_EXERCISE GOAL_. Filter the data for lines with the word "intersection", then copy every line so identified.

Start of Block

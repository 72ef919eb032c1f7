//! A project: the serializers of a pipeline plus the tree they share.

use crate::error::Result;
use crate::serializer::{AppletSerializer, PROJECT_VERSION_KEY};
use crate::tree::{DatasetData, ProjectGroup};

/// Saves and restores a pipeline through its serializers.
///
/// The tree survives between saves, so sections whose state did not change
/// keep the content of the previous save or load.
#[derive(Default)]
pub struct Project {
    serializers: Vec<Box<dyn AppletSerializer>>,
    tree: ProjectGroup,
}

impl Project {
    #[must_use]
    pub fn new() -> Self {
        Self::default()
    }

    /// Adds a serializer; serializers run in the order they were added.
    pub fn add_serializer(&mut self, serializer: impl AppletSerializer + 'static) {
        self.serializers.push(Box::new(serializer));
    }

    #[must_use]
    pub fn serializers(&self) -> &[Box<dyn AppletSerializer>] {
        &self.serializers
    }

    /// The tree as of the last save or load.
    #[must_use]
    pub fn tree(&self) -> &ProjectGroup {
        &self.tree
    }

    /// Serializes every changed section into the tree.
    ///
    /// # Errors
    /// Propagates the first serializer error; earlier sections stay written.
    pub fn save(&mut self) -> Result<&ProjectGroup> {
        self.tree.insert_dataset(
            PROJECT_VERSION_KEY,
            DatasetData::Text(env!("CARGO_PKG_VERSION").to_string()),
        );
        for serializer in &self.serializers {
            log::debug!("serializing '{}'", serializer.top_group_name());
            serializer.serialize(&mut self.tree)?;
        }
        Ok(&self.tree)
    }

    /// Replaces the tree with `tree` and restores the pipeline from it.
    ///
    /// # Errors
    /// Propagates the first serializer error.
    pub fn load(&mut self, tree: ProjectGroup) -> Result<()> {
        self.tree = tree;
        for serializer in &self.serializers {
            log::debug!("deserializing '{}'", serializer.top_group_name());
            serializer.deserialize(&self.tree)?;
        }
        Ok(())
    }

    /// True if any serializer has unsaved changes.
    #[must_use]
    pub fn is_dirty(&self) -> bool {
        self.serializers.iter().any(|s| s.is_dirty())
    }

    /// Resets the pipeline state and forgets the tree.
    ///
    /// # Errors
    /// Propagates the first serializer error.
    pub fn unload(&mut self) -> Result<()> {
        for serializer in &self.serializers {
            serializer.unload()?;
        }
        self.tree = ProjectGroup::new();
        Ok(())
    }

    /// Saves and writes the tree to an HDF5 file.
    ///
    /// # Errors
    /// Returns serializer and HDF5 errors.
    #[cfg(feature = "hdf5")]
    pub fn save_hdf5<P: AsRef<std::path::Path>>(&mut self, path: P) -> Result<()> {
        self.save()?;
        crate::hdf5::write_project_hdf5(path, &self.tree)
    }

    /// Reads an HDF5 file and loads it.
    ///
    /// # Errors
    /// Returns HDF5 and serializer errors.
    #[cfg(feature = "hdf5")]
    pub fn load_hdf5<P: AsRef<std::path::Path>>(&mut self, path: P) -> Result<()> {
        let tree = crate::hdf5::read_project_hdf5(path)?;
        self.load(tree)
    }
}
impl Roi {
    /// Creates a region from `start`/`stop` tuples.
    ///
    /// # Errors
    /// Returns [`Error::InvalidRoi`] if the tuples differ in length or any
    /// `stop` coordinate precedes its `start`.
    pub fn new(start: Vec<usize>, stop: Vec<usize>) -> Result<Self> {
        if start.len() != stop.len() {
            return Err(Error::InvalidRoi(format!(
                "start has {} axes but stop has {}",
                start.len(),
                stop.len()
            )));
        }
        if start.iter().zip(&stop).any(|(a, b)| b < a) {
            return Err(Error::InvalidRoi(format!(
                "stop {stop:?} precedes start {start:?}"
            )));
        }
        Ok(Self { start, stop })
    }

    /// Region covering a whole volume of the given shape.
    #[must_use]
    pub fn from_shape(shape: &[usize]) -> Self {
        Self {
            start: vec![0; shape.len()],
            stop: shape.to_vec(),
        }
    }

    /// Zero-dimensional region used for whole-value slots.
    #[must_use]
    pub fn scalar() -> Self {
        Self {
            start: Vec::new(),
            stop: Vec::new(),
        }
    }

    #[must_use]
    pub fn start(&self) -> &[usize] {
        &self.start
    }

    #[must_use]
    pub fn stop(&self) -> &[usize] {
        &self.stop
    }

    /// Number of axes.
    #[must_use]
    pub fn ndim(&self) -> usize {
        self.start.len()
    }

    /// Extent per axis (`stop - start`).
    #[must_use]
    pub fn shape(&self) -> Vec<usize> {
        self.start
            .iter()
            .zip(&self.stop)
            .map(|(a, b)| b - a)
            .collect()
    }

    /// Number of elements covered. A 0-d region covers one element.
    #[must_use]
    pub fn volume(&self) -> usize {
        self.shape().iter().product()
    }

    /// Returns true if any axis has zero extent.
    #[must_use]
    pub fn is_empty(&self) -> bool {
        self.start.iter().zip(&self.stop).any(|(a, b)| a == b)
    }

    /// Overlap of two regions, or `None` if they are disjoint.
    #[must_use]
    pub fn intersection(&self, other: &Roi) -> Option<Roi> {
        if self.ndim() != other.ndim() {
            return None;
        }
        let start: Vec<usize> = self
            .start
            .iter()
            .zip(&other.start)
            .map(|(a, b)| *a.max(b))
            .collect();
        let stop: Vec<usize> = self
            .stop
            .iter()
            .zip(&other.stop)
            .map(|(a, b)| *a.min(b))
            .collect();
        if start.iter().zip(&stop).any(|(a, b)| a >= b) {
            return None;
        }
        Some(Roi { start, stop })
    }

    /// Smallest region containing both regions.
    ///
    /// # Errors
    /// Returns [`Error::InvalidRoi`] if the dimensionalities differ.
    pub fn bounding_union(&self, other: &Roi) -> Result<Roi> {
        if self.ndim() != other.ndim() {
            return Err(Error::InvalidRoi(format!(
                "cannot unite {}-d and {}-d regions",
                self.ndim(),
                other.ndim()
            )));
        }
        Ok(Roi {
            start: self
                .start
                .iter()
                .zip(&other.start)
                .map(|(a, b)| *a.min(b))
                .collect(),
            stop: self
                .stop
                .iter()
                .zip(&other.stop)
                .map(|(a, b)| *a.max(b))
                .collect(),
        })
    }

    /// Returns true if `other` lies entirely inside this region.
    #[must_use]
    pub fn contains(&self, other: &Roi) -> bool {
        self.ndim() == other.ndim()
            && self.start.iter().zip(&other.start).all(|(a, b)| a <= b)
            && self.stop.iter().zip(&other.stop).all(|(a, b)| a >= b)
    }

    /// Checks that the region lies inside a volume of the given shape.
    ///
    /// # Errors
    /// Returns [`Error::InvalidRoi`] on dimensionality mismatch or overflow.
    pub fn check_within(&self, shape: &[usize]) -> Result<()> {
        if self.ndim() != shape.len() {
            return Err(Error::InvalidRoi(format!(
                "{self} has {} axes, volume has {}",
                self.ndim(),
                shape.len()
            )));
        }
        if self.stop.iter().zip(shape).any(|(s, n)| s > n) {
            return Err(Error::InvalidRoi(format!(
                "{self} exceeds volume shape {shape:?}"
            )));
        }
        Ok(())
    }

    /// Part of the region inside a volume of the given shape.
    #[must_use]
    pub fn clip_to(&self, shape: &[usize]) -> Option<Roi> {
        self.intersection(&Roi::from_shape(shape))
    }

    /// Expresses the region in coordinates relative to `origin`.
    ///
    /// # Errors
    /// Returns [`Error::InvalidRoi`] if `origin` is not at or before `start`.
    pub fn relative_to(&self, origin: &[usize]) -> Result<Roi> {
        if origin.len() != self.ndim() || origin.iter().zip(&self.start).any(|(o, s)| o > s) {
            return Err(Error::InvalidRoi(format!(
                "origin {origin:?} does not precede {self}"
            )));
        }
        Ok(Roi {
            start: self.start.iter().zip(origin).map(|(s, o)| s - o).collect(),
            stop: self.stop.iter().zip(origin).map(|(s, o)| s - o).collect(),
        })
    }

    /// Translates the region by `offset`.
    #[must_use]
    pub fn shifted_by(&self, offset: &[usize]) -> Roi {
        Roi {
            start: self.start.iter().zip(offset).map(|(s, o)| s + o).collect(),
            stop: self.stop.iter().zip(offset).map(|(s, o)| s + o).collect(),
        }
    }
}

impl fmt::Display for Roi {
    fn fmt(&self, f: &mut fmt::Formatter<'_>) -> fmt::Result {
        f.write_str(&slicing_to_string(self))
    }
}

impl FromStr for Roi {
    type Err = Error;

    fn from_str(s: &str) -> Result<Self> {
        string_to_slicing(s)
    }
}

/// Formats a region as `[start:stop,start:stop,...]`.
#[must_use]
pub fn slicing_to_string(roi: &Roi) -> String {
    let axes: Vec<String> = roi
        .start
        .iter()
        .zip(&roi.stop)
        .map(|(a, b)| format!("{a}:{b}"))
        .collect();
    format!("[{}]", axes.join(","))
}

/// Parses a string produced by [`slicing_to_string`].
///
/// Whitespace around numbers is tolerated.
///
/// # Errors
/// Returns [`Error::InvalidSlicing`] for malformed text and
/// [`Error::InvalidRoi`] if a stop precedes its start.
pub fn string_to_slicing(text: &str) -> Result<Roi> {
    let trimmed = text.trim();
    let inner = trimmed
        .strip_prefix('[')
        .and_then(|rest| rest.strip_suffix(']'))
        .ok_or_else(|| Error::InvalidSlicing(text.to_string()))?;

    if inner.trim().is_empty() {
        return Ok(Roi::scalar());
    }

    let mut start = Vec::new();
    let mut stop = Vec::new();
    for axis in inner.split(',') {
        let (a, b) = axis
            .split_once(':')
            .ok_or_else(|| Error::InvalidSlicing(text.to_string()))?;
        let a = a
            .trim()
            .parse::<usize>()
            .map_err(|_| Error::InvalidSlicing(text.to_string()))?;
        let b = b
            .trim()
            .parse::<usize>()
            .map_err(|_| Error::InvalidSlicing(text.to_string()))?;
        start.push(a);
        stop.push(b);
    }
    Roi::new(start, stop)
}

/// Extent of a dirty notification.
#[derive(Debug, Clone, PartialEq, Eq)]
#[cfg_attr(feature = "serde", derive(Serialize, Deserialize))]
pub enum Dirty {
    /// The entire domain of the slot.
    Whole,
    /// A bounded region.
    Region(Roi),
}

End of Block

_OUTPUT OF THE TASK_.
    pub fn intersection(&self, other: &Roi) -> Option<Roi> {
        self.intersection(&Roi::from_shape(shape))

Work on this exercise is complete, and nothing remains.